→ Task prompt: Each line of the listing that contains the word "None" is to be copied.

→ Records to use:
- - -

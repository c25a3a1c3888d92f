//! Node assembly
//!
//! A [`FederationNode`] wires the identity registry, gossip engine,
//! anti-entropy and consensus over one storage handle, and answers inbound
//! frames for whichever transport hosts it.

use crate::consensus::{Consensus, ConsensusConfig, ConsensusError, ConsensusStats};
use crate::evaluator::{Evaluator, StaticEvaluator};
use crate::gossip::{
    BroadcastOutcome, GossipConfig, GossipEngine, GossipError, GossipStats, MessageHandler,
    ReceiveOutcome, RejectReason,
};
use crate::registry::{
    ruleset_fingerprint, IdentityError, IdentityRegistry, InstanceIdentity, RegistryConfig,
    RegistryStats,
};
use crate::storage::{Storage, StorageError};
use crate::sync::{AntiEntropy, SyncError, SyncReport, SyncStats};
use async_trait::async_trait;
use federation_core::canonical::{canonical_bytes, decode_payload};
use federation_core::{
    now_millis, Decision, GossipMessage, InstanceId, MessageType, PeerAnnouncement, PeerRecord,
    ProposalId, ProposalStatus, RulesetHash,
};
use federation_net::transport::messages::{
    DigestRequest, FetchRequest, GossipPush, Hello, WireMessage,
};
use federation_net::{Frame, FrameType, Inbound, PeerEndpoint, TcpTransport, Transport, TransportError};
use serde::Serialize;
use std::sync::Arc;
use std::time::Instant;
use thiserror::Error;
use tracing::{debug, info, warn};

/// Node errors
#[derive(Debug, Error)]
pub enum NodeError {
    #[error("Storage error: {0}")]
    Storage(#[from] StorageError),
    #[error("Identity error: {0}")]
    Identity(#[from] IdentityError),
    #[error("Consensus error: {0}")]
    Consensus(#[from] ConsensusError),
    #[error("Gossip error: {0}")]
    Gossip(#[from] GossipError),
    #[error("Encoding error: {0}")]
    Core(#[from] federation_core::Error),
    #[error("Frame encoding error: {0}")]
    Frame(#[from] postcard::Error),
    #[error("Transport error: {0}")]
    Transport(#[from] TransportError),
    #[error("Status encoding error: {0}")]
    Json(#[from] serde_json::Error),
    #[error("Hello rejected: {0}")]
    HelloRejected(RejectReason),
    #[error("Hello was not a heartbeat")]
    NotAHeartbeat,
    #[error("Unsupported frame: {0:?}")]
    Unsupported(FrameType),
}

type TransportFactory = Box<dyn FnOnce(InstanceId) -> Arc<dyn Transport> + Send>;

/// Builder for [`FederationNode`]
pub struct FederationNodeBuilder {
    storage: Option<Arc<Storage>>,
    identity: Option<InstanceIdentity>,
    ruleset_hash: RulesetHash,
    transport: Option<TransportFactory>,
    evaluator: Option<Arc<dyn Evaluator>>,
    label: String,
    address: Option<String>,
    registry: RegistryConfig,
    gossip: GossipConfig,
    consensus: ConsensusConfig,
}

impl Default for FederationNodeBuilder {
    fn default() -> Self {
        Self {
            storage: None,
            identity: None,
            ruleset_hash: ruleset_fingerprint(&[]),
            transport: None,
            evaluator: None,
            label: "federation-node".to_string(),
            address: None,
            registry: RegistryConfig::default(),
            gossip: GossipConfig::default(),
            consensus: ConsensusConfig::default(),
        }
    }
}

impl FederationNodeBuilder {
    /// Storage to use; a temporary database if unset
    pub fn storage(mut self, storage: Arc<Storage>) -> Self {
        self.storage = Some(storage);
        self
    }

    /// Explicit identity; otherwise loaded from (or created in) storage
    pub fn identity(mut self, identity: InstanceIdentity) -> Self {
        self.identity = Some(identity);
        self
    }

    /// Rule-set document this instance governs itself by
    pub fn ruleset(mut self, ruleset: &[u8]) -> Self {
        self.ruleset_hash = ruleset_fingerprint(ruleset);
        self
    }

    pub fn ruleset_hash(mut self, ruleset_hash: RulesetHash) -> Self {
        self.ruleset_hash = ruleset_hash;
        self
    }

    pub fn transport(mut self, transport: Arc<dyn Transport>) -> Self {
        self.transport = Some(Box::new(move |_: InstanceId| transport));
        self
    }

    /// Transport built once the instance id is known
    pub fn transport_fn<F>(mut self, f: F) -> Self
    where
        F: FnOnce(InstanceId) -> Arc<dyn Transport> + Send + 'static,
    {
        self.transport = Some(Box::new(f));
        self
    }

    pub fn evaluator(mut self, evaluator: Arc<dyn Evaluator>) -> Self {
        self.evaluator = Some(evaluator);
        self
    }

    pub fn label(mut self, label: impl Into<String>) -> Self {
        self.label = label.into();
        self
    }

    /// Address peers should use to reach this node
    pub fn address(mut self, address: impl Into<String>) -> Self {
        self.address = Some(address.into());
        self
    }

    pub fn registry_config(mut self, config: RegistryConfig) -> Self {
        self.registry = config;
        self
    }

    pub fn gossip_config(mut self, config: GossipConfig) -> Self {
        self.gossip = config;
        self
    }

    pub fn consensus_config(mut self, config: ConsensusConfig) -> Self {
        self.consensus = config;
        self
    }

    pub fn build(self) -> Result<Arc<FederationNode>, NodeError> {
        let storage = match self.storage {
            Some(storage) => storage,
            None => Arc::new(Storage::temporary()?),
        };
        let identity = match self.identity {
            Some(identity) => identity,
            None => InstanceIdentity::load_or_create(&storage, self.ruleset_hash)?,
        };
        let instance_id = identity.instance_id();

        let transport: Arc<dyn Transport> = match self.transport {
            Some(factory) => factory(instance_id),
            None => Arc::new(TcpTransport::new(self.gossip.send_timeout)),
        };
        let evaluator: Arc<dyn Evaluator> = match self.evaluator {
            Some(evaluator) => evaluator,
            None => Arc::new(StaticEvaluator::new(Decision::Abstain)),
        };

        let registry = Arc::new(IdentityRegistry::new(identity, self.registry, storage.clone())?);
        let gossip = Arc::new(GossipEngine::new(
            registry.clone(),
            transport,
            storage.clone(),
            self.gossip,
        ));
        let consensus = Arc::new(Consensus::new(
            gossip.clone(),
            evaluator,
            storage.clone(),
            self.consensus,
        )?);

        gossip.register_handler(
            MessageType::Heartbeat,
            Arc::new(HeartbeatHandler(registry.clone())),
        );
        let handler = consensus.handler();
        for message_type in [MessageType::Proposal, MessageType::Vote, MessageType::Outcome] {
            gossip.register_handler(message_type, handler.clone());
        }

        info!("Federation node {} ({}) ready", instance_id, self.label);
        Ok(Arc::new(FederationNode {
            label: self.label,
            address: self.address,
            storage,
            registry,
            sync: AntiEntropy::new(gossip.clone()),
            gossip,
            consensus,
            started_at: Instant::now(),
        }))
    }
}

/// Registers or refreshes the origin of every accepted heartbeat
struct HeartbeatHandler(Arc<IdentityRegistry>);

#[async_trait]
impl MessageHandler for HeartbeatHandler {
    async fn handle(&self, message: &GossipMessage) {
        let announcement: PeerAnnouncement = match decode_payload(message) {
            Ok(announcement) => announcement,
            Err(e) => {
                warn!("Malformed heartbeat from {}: {}", message.origin, e);
                return;
            }
        };
        match self
            .0
            .register_announced(message.origin, message.origin_public_key, &announcement)
        {
            Ok(peer) if !self.0.is_compatible(&peer) => {
                debug!("Peer {} runs a different rule-set", peer.instance_id)
            }
            Ok(_) => {}
            Err(e) => warn!("Heartbeat from {} not registered: {}", message.origin, e),
        }
    }
}

/// Result of one maintenance pass
#[derive(Debug, Clone, Default)]
pub struct MaintenanceReport {
    pub seen_expired: usize,
    pub peers_staled: usize,
    pub peers_evicted: usize,
    pub pending_pruned: usize,
    pub proposals_settled: Vec<(ProposalId, ProposalStatus)>,
}

/// Serializable status snapshot
#[derive(Debug, Clone, Serialize)]
pub struct NodeStatus {
    pub instance_id: String,
    pub label: String,
    pub address: Option<String>,
    pub ruleset_hash: String,
    pub genesis_timestamp: u64,
    pub uptime_secs: u64,
    pub registry: RegistryStats,
    pub gossip: GossipStats,
    pub sync: SyncStats,
    pub consensus: ConsensusStats,
    pub stored_messages: usize,
    pub stored_votes: usize,
}

/// One federation instance
pub struct FederationNode {
    label: String,
    address: Option<String>,
    storage: Arc<Storage>,
    registry: Arc<IdentityRegistry>,
    gossip: Arc<GossipEngine>,
    sync: AntiEntropy,
    consensus: Arc<Consensus>,
    started_at: Instant,
}

impl FederationNode {
    pub fn builder() -> FederationNodeBuilder {
        FederationNodeBuilder::default()
    }

    pub fn local_id(&self) -> InstanceId {
        self.registry.local_id()
    }

    pub fn label(&self) -> &str {
        &self.label
    }

    pub fn identity(&self) -> &InstanceIdentity {
        self.registry.identity()
    }

    pub fn registry(&self) -> &Arc<IdentityRegistry> {
        &self.registry
    }

    pub fn gossip(&self) -> &Arc<GossipEngine> {
        &self.gossip
    }

    pub fn consensus(&self) -> &Arc<Consensus> {
        &self.consensus
    }

    pub fn sync(&self) -> &AntiEntropy {
        &self.sync
    }

    pub fn storage(&self) -> &Arc<Storage> {
        &self.storage
    }

    /// Endpoint other nodes use to reach this one
    pub fn endpoint(&self) -> PeerEndpoint {
        PeerEndpoint {
            instance_id: self.local_id(),
            address: self.address.clone(),
        }
    }

    /// How this node describes itself in heartbeats
    pub fn announcement(&self) -> PeerAnnouncement {
        let identity = self.identity();
        PeerAnnouncement {
            display_label: self.label.clone(),
            ruleset_hash: identity.ruleset_hash(),
            address: self.address.clone(),
            genesis_timestamp: identity.genesis_timestamp(),
            sent_at: now_millis(),
        }
    }

    /// Gossip a heartbeat to refresh our entry in peers' registries
    pub async fn heartbeat(&self) -> Result<BroadcastOutcome, NodeError> {
        let payload = canonical_bytes(&self.announcement())?;
        Ok(self.gossip.broadcast(MessageType::Heartbeat, payload).await?)
    }

    /// Subscribe to application `Pattern` messages
    pub fn on_pattern(&self, handler: Arc<dyn MessageHandler>) {
        self.gossip.register_handler(MessageType::Pattern, handler);
    }

    /// Gossip an application `Pattern` message
    pub async fn publish_pattern(&self, payload: Vec<u8>) -> Result<BroadcastOutcome, NodeError> {
        Ok(self.gossip.broadcast(MessageType::Pattern, payload).await?)
    }

    /// Hello frame carrying a freshly signed heartbeat
    pub fn hello_frame(&self) -> Result<Frame, NodeError> {
        let payload = canonical_bytes(&self.announcement())?;
        let heartbeat = self.gossip.seal(
            MessageType::Heartbeat,
            payload,
            self.gossip.config().default_ttl,
        )?;
        Ok(Hello { heartbeat }.to_frame()?)
    }

    /// Verify a peer's hello and register its origin
    pub async fn accept_hello(&self, hello: Hello) -> Result<PeerRecord, NodeError> {
        let heartbeat = hello.heartbeat;
        if heartbeat.message_type != MessageType::Heartbeat {
            return Err(NodeError::NotAHeartbeat);
        }
        let origin = heartbeat.origin;
        if let ReceiveOutcome::Rejected(reason) = self.gossip.receive(None, heartbeat).await {
            return Err(NodeError::HelloRejected(reason));
        }
        self.registry
            .get(&origin)
            .ok_or(NodeError::Identity(IdentityError::UnknownPeer(origin)))
    }

    /// Exchange hellos with a peer over this node's transport
    pub async fn connect(&self, peer: &PeerEndpoint) -> Result<PeerRecord, NodeError> {
        let response = self
            .gossip
            .transport()
            .request(peer, self.hello_frame()?)
            .await?;
        let record = self.accept_hello(Hello::from_frame(&response)?).await?;
        info!("Connected to {} ({})", record.instance_id, record.display_label);
        Ok(record)
    }

    /// Reconcile with one random peer
    pub async fn run_anti_entropy_round(&self) -> Result<SyncReport, SyncError> {
        self.sync.run_round().await
    }

    /// Periodic housekeeping: expire seen hashes, sweep peers, prune
    /// early votes and settle overdue proposals
    pub async fn maintain(&self) -> MaintenanceReport {
        let mut report = MaintenanceReport {
            seen_expired: self.gossip.expire_seen(),
            pending_pruned: self.consensus.prune_pending(),
            ..Default::default()
        };
        match self.registry.sweep() {
            Ok(sweep) => {
                report.peers_staled = sweep.staled.len();
                report.peers_evicted = sweep.evicted.len();
            }
            Err(e) => warn!("Peer sweep failed: {}", e),
        }
        report.proposals_settled = self.consensus.expire_overdue().await;
        report
    }

    pub fn status(&self) -> NodeStatus {
        let identity = self.identity();
        NodeStatus {
            instance_id: identity.instance_id().to_hex(),
            label: self.label.clone(),
            address: self.address.clone(),
            ruleset_hash: hex::encode(identity.ruleset_hash().0),
            genesis_timestamp: identity.genesis_timestamp(),
            uptime_secs: self.started_at.elapsed().as_secs(),
            registry: self.registry.stats(),
            gossip: self.gossip.stats(),
            sync: self.sync.stats(),
            consensus: self.consensus.stats(),
            stored_messages: self.storage.message_count(),
            stored_votes: self.storage.vote_count(),
        }
    }

    async fn dispatch(&self, frame: Frame) -> Result<Frame, NodeError> {
        match frame.frame_type {
            FrameType::Ping => Ok(Frame::pong()),
            FrameType::Hello => {
                let record = self.accept_hello(Hello::from_frame(&frame)?).await?;
                debug!("Hello from {} ({})", record.instance_id, record.display_label);
                self.hello_frame()
            }
            FrameType::GossipPush => {
                let push = GossipPush::from_frame(&frame)?;
                Ok(self.gossip.handle_push(push).await)
            }
            FrameType::DigestRequest => {
                let request = DigestRequest::from_frame(&frame)?;
                Ok(self.sync.handle_digest(request).to_frame()?)
            }
            FrameType::FetchRequest => {
                let request = FetchRequest::from_frame(&frame)?;
                Ok(self.sync.handle_fetch(request).to_frame()?)
            }
            FrameType::StatusRequest => {
                let status = serde_json::to_vec(&self.status())?;
                Ok(Frame::new(FrameType::StatusResponse, status))
            }
            other => Err(NodeError::Unsupported(other)),
        }
    }
}

#[async_trait]
impl Inbound for FederationNode {
    async fn on_frame(&self, frame: Frame) -> Frame {
        let frame_type = frame.frame_type;
        match self.dispatch(frame).await {
            Ok(response) => response,
            Err(e) => {
                debug!("Failed to serve {:?}: {}", frame_type, e);
                Frame::error(e.to_string())
            }
        }
    }
}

- - -

→ Task response:
            storage: None,
            identity: None,
            transport: None,
            evaluator: None,
            address: None,
            None => Arc::new(Storage::temporary()?),
            None => InstanceIdentity::load_or_create(&storage, self.ruleset_hash)?,
            None => Arc::new(TcpTransport::new(self.gossip.send_timeout)),
            None => Arc::new(StaticEvaluator::new(Decision::Abstain)),
        if let ReceiveOutcome::Rejected(reason) = self.gossip.receive(None, heartbeat).await {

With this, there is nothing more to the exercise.